Work out how many lines in the entries below contain the string "Inclusive". Reply with that figure alone.

::: EXCERPTED DATA

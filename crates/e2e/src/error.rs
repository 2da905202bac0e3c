//! Error types for polling helpers

use std::time::Duration;
use thiserror::Error;

#[derive(Error, Debug)]
pub enum PollError {
    /// The condition never held within the wait budget.
    #[error("After {} seconds, {}", .timeout.as_secs_f64(), .reason)]
    Timeout {
        timeout: Duration,
        elapsed: Duration,
        attempts: usize,
        reason: String,
    },

    /// The predicate observed a state that retrying cannot fix.
    #[error("{0}")]
    Unrecoverable(String),

    #[error("Invalid configuration: {0}")]
    InvalidConfig(String),

    #[error("Page error: {0}")]
    Page(#[from] PageError),

    #[error("HTTP error: {0}")]
    Http(#[from] reqwest::Error),

    #[error("IO error: {0}")]
    Io(#[from] std::io::Error),

    #[error("Config parse error: {0}")]
    ConfigParse(#[from] toml::de::Error),
}

impl PollError {
    pub fn is_timeout(&self) -> bool {
        matches!(self, PollError::Timeout { .. })
    }

    pub fn is_unrecoverable(&self) -> bool {
        matches!(self, PollError::Unrecoverable(_))
    }
}

/// Errors raised by a [`Page`](crate::page::Page) implementation
#[derive(Error, Debug)]
pub enum PageError {
    /// The assertion did not hold. Pollers treat this as "not yet".
    #[error("Expectation not met: {0}")]
    NotMet(String),

    #[error("Navigation to {url} failed: {reason}")]
    Navigation { url: String, reason: String },

    #[error("Browser driver error: {0}")]
    Driver(String),
}

pub type PollResult<T> = Result<T, PollError>;
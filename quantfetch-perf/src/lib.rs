//! QuantFetch Perf: performance statistics over price and profit/loss series.
//!
//! This crate builds on `quantfetch-core` to provide:
//! - Simple returns from prices or a fetched `TimeSeries`
//! - Annualized Sharpe ratio (250 periods per year by default)
//! - Drawdown paths with duration, and their extremes
//! - A serializable buy-and-hold summary of a series

pub mod drawdown;
pub mod metrics;
pub mod summary;

pub use drawdown::{drawdowns, max_drawdown, Drawdowns};
pub use metrics::{
    adj_close_returns, annualized_sharpe, close_returns, returns, sharpe_ratio, total_return,
    Frequency,
};
pub use summary::PerformanceSummary;
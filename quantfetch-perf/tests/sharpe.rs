//! Sharpe ratio arithmetic and invariants, plus a fetch → summary pipeline.

use proptest::prelude::*;
use quantfetch_core::data::{CsvTransport, DataError, HistoricalSeriesFetcher, Url, YahooCsvEndpoint};
use quantfetch_core::{DateRange, HistoryRequest};
use quantfetch_perf::{adj_close_returns, sharpe_ratio, PerformanceSummary};

/// 250 points with mean 0.002 and sample standard deviation 0.01 exactly.
fn pnl_mean_002_std_01() -> Vec<f64> {
    // Half at mean + d, half at mean - d: sample variance = 250 d^2 / 249.
    let d = 0.01 * (249.0_f64 / 250.0).sqrt();
    (0..250)
        .map(|i| if i % 2 == 0 { 0.002 + d } else { 0.002 - d })
        .collect()
}

#[test]
fn sharpe_of_known_moments() {
    let pnl = pnl_mean_002_std_01();
    let expected = 250.0_f64.sqrt() * 0.002 / 0.01;
    let got = sharpe_ratio(&pnl);
    assert!((got - expected).abs() < 1e-9, "expected {expected}, got {got}");
    assert!((got - 3.162).abs() < 1e-3);
}

proptest! {
    /// Scaling every P&L value by a positive constant leaves Sharpe unchanged.
    #[test]
    fn sharpe_is_scale_invariant(
        pnl in prop::collection::vec(-0.05..0.05_f64, 2..200),
        scale in 0.1..100.0_f64,
    ) {
        let base = sharpe_ratio(&pnl);
        let scaled: Vec<f64> = pnl.iter().map(|p| p * scale).collect();
        let rescaled = sharpe_ratio(&scaled);
        if base != 0.0 && rescaled != 0.0 {
            prop_assert!((base - rescaled).abs() < 1e-6 * base.abs().max(1.0));
        }
    }

    /// Negating the series negates the ratio.
    #[test]
    fn sharpe_is_odd(pnl in prop::collection::vec(-0.05..0.05_f64, 2..200)) {
        let negated: Vec<f64> = pnl.iter().map(|p| -p).collect();
        prop_assert!((sharpe_ratio(&pnl) + sharpe_ratio(&negated)).abs() < 1e-9);
    }
}

struct Canned(&'static str);

impl CsvTransport for Canned {
    fn get(&self, _symbol: &str, _url: &Url) -> Result<String, DataError> {
        Ok(self.0.to_string())
    }
}

#[test]
fn summary_of_fetched_series() {
    let body = "Date,Open,High,Low,Close,Volume,Adj Close\n\
                2020-01-03,108.0,109.0,100.0,101.0,900000,101.0\n\
                2020-01-02,104.0,110.0,103.0,108.0,1200000,108.0\n\
                2020-01-01,100.0,105.0,99.0,104.0,1000000,104.0\n";
    let endpoint = YahooCsvEndpoint::new("http://example.test/table.csv").unwrap();
    let fetcher = HistoricalSeriesFetcher::with_transport(endpoint, Canned(body));
    let range = DateRange::from_ymd((2020, 1, 1), (2020, 1, 3)).unwrap();
    let ts = fetcher
        .fetch(&HistoryRequest::new("TEST", range).unwrap())
        .unwrap();

    let rets = adj_close_returns(&ts);
    assert_eq!(rets.len(), 2);
    assert!((rets[0] - (108.0 / 104.0 - 1.0)).abs() < 1e-12);

    let summary = PerformanceSummary::from_series(&ts);
    assert_eq!(summary.bars, 3);
    assert!((summary.total_return - (101.0 / 104.0 - 1.0)).abs() < 1e-12);
    assert!((summary.max_drawdown - (101.0 / 108.0 - 1.0)).abs() < 1e-12);
    assert_eq!(summary.max_drawdown_duration, 1);
}
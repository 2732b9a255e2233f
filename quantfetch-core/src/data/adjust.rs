//! Corporate-action adjustment of OHLC prices.
//!
//! Each bar's open/high/low/close is scaled by `adj_close / close`, putting the
//! whole row on the dividend- and split-adjusted basis. Volume and adj_close
//! are left untouched.

use super::provider::DataError;
use crate::domain::{DailyBar, TimeSeries};

/// Scale one bar onto the adjusted-close basis.
pub fn adjust_bar(bar: &DailyBar) -> Result<DailyBar, DataError> {
    let ratio = bar.adjustment_ratio().ok_or_else(|| DataError::Adjustment {
        date: bar.date,
        reason: format!(
            "adjustment ratio undefined for close {} / adj_close {}",
            bar.close, bar.adj_close
        ),
    })?;

    Ok(DailyBar {
        open: bar.open * ratio,
        high: bar.high * ratio,
        low: bar.low * ratio,
        close: bar.close * ratio,
        ..bar.clone()
    })
}

/// Adjust every bar of a series. Fails on the first bar that cannot be adjusted.
pub fn adjust_series(series: TimeSeries) -> Result<TimeSeries, DataError> {
    let symbol = series.symbol().to_string();
    let bars = series
        .iter()
        .map(adjust_bar)
        .collect::<Result<Vec<_>, _>>()
        .map_err(|e| {
            log::warn!("adjustment failed for {symbol}: {e}");
            e
        })?;
    Ok(TimeSeries::new(symbol, bars))
}
//! One-shot performance summary of a fetched price series.

use crate::drawdown::drawdowns;
use crate::metrics::{adj_close_returns, sharpe_ratio, total_return};
use quantfetch_core::TimeSeries;
use serde::{Deserialize, Serialize};

/// Headline statistics of buying and holding a symbol over its series.
///
/// Computed on adjusted close so dividends and splits count toward return.
#[derive(Debug, Clone, PartialEq, Serialize, Deserialize)]
pub struct PerformanceSummary {
    pub symbol: String,
    pub bars: usize,
    pub total_return: f64,
    pub sharpe: f64,
    pub max_drawdown: f64,
    pub max_drawdown_duration: usize,
}

impl PerformanceSummary {
    pub fn from_series(series: &TimeSeries) -> Self {
        let prices = series.adj_closes();
        let dd = drawdowns(&prices);
        Self {
            symbol: series.symbol().to_string(),
            bars: series.len(),
            total_return: total_return(&prices),
            sharpe: sharpe_ratio(&adj_close_returns(series)),
            max_drawdown: dd.max_drawdown,
            max_drawdown_duration: dd.max_duration,
        }
    }
}
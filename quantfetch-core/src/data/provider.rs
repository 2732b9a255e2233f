//! History request, transport trait, and structured error types.
//!
//! The CsvTransport trait abstracts over how raw CSV text is retrieved so the
//! HTTP client can be swapped for canned or failing transports in tests.

use crate::config::FetchConfig;
use crate::domain::{ymd, DateRange};
use chrono::NaiveDate;
use reqwest::Url;
use thiserror::Error;

/// First date requested when the caller does not name one.
pub const DEFAULT_START: (i32, u32, u32) = (2000, 1, 1);

/// Structured error types for data operations.
#[derive(Debug, Error)]
pub enum DataError {
    #[error("could not download data for {symbol}: {reason}")]
    NetworkFailure { symbol: String, reason: String },

    #[error("HTTP {status} for {symbol}")]
    HttpStatus { symbol: String, status: u16 },

    #[error("parse failure on line {line}: {reason}")]
    ParseFailure { line: u64, reason: String },

    #[error("cannot adjust bar {date}: {reason}")]
    Adjustment { date: NaiveDate, reason: String },

    #[error("invalid date range: start {start} is after end {end}")]
    InvalidDateRange { start: NaiveDate, end: NaiveDate },

    #[error("invalid calendar date {year:04}-{month:02}-{day:02}")]
    InvalidDate { year: i32, month: u32, day: u32 },

    #[error("symbol must not be empty")]
    InvalidSymbol,

    #[error("config error: {0}")]
    Config(String),

    #[error("http client error: {0}")]
    Client(String),

    #[error("dataframe error: {0}")]
    Frame(String),
}

/// Parameters for one history download.
#[derive(Debug, Clone, PartialEq, Eq)]
pub struct HistoryRequest {
    pub symbol: String,
    pub range: DateRange,
    pub adjusted: bool,
}

impl HistoryRequest {
    /// Request `symbol` over `range`, adjusted by default.
    pub fn new(symbol: impl Into<String>, range: DateRange) -> Result<Self, DataError> {
        let symbol = symbol.into().trim().to_string();
        if symbol.is_empty() {
            return Err(DataError::InvalidSymbol);
        }
        Ok(Self {
            symbol,
            range,
            adjusted: true,
        })
    }

    /// Request `symbol` from `start` through today. Today is resolved now,
    /// when the request is built.
    pub fn since(symbol: impl Into<String>, start: NaiveDate) -> Result<Self, DataError> {
        Self::new(symbol, DateRange::through_today(start)?)
    }

    /// Request the full default history (2000-01-01 through today).
    pub fn for_symbol(symbol: impl Into<String>) -> Result<Self, DataError> {
        Self::since(symbol, ymd(DEFAULT_START)?)
    }

    /// Take the adjustment default from a loaded config.
    pub fn with_config(mut self, config: &FetchConfig) -> Self {
        self.adjusted = config.adjusted;
        self
    }

    pub fn adjusted(mut self, adjusted: bool) -> Self {
        self.adjusted = adjusted;
        self
    }
}

/// Retrieves the raw CSV body behind a URL.
///
/// `symbol` is carried only for error reporting.
pub trait CsvTransport: Send + Sync {
    fn get(&self, symbol: &str, url: &Url) -> Result<String, DataError>;
}
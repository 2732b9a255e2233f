//! Data retrieval: request building, transport, CSV parsing, adjustment

pub mod adjust;
pub mod fetcher;
pub mod parse;
pub mod provider;
pub mod yahoo;

pub use adjust::{adjust_bar, adjust_series};
pub use fetcher::HistoricalSeriesFetcher;
pub use parse::parse_history_csv;
pub use provider::{CsvTransport, DataError, HistoryRequest, DEFAULT_START};
pub use yahoo::{HttpTransport, YahooCsvEndpoint};
pub use reqwest::Url;
//! Inclusive calendar date range for a history request.

use crate::data::DataError;
use chrono::{Datelike, NaiveDate};
use serde::Serialize;

/// Inclusive `[start, end]` range of calendar dates. `start <= end` always holds.
#[derive(Debug, Clone, Copy, PartialEq, Eq, Serialize)]
pub struct DateRange {
    start: NaiveDate,
    end: NaiveDate,
}

impl DateRange {
    pub fn new(start: NaiveDate, end: NaiveDate) -> Result<Self, DataError> {
        if start > end {
            return Err(DataError::InvalidDateRange { start, end });
        }
        Ok(Self { start, end })
    }

    /// Build a range from `(year, month, day)` triples with 1-based months.
    pub fn from_ymd(start: (i32, u32, u32), end: (i32, u32, u32)) -> Result<Self, DataError> {
        Self::new(ymd(start)?, ymd(end)?)
    }

    /// Range from `start` through today, with today read from the local clock
    /// at the moment of the call.
    pub fn through_today(start: NaiveDate) -> Result<Self, DataError> {
        Self::new(start, chrono::Local::now().date_naive())
    }

    pub fn start(&self) -> NaiveDate {
        self.start
    }

    pub fn end(&self) -> NaiveDate {
        self.end
    }

    pub fn contains(&self, date: NaiveDate) -> bool {
        self.start <= date && date <= self.end
    }

    /// Number of calendar days covered, both ends included.
    pub fn calendar_days(&self) -> i64 {
        (self.end - self.start).num_days() + 1
    }

    /// Zero-based month of the start date, as the legacy CSV endpoint expects.
    pub(crate) fn start_month0(&self) -> u32 {
        self.start.month0()
    }

    pub(crate) fn end_month0(&self) -> u32 {
        self.end.month0()
    }
}

/// Convert a `(year, month, day)` triple into a date.
pub fn ymd((year, month, day): (i32, u32, u32)) -> Result<NaiveDate, DataError> {
    NaiveDate::from_ymd_opt(year, month, day).ok_or(DataError::InvalidDate { year, month, day })
}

::::::

ANSWER BOX:
2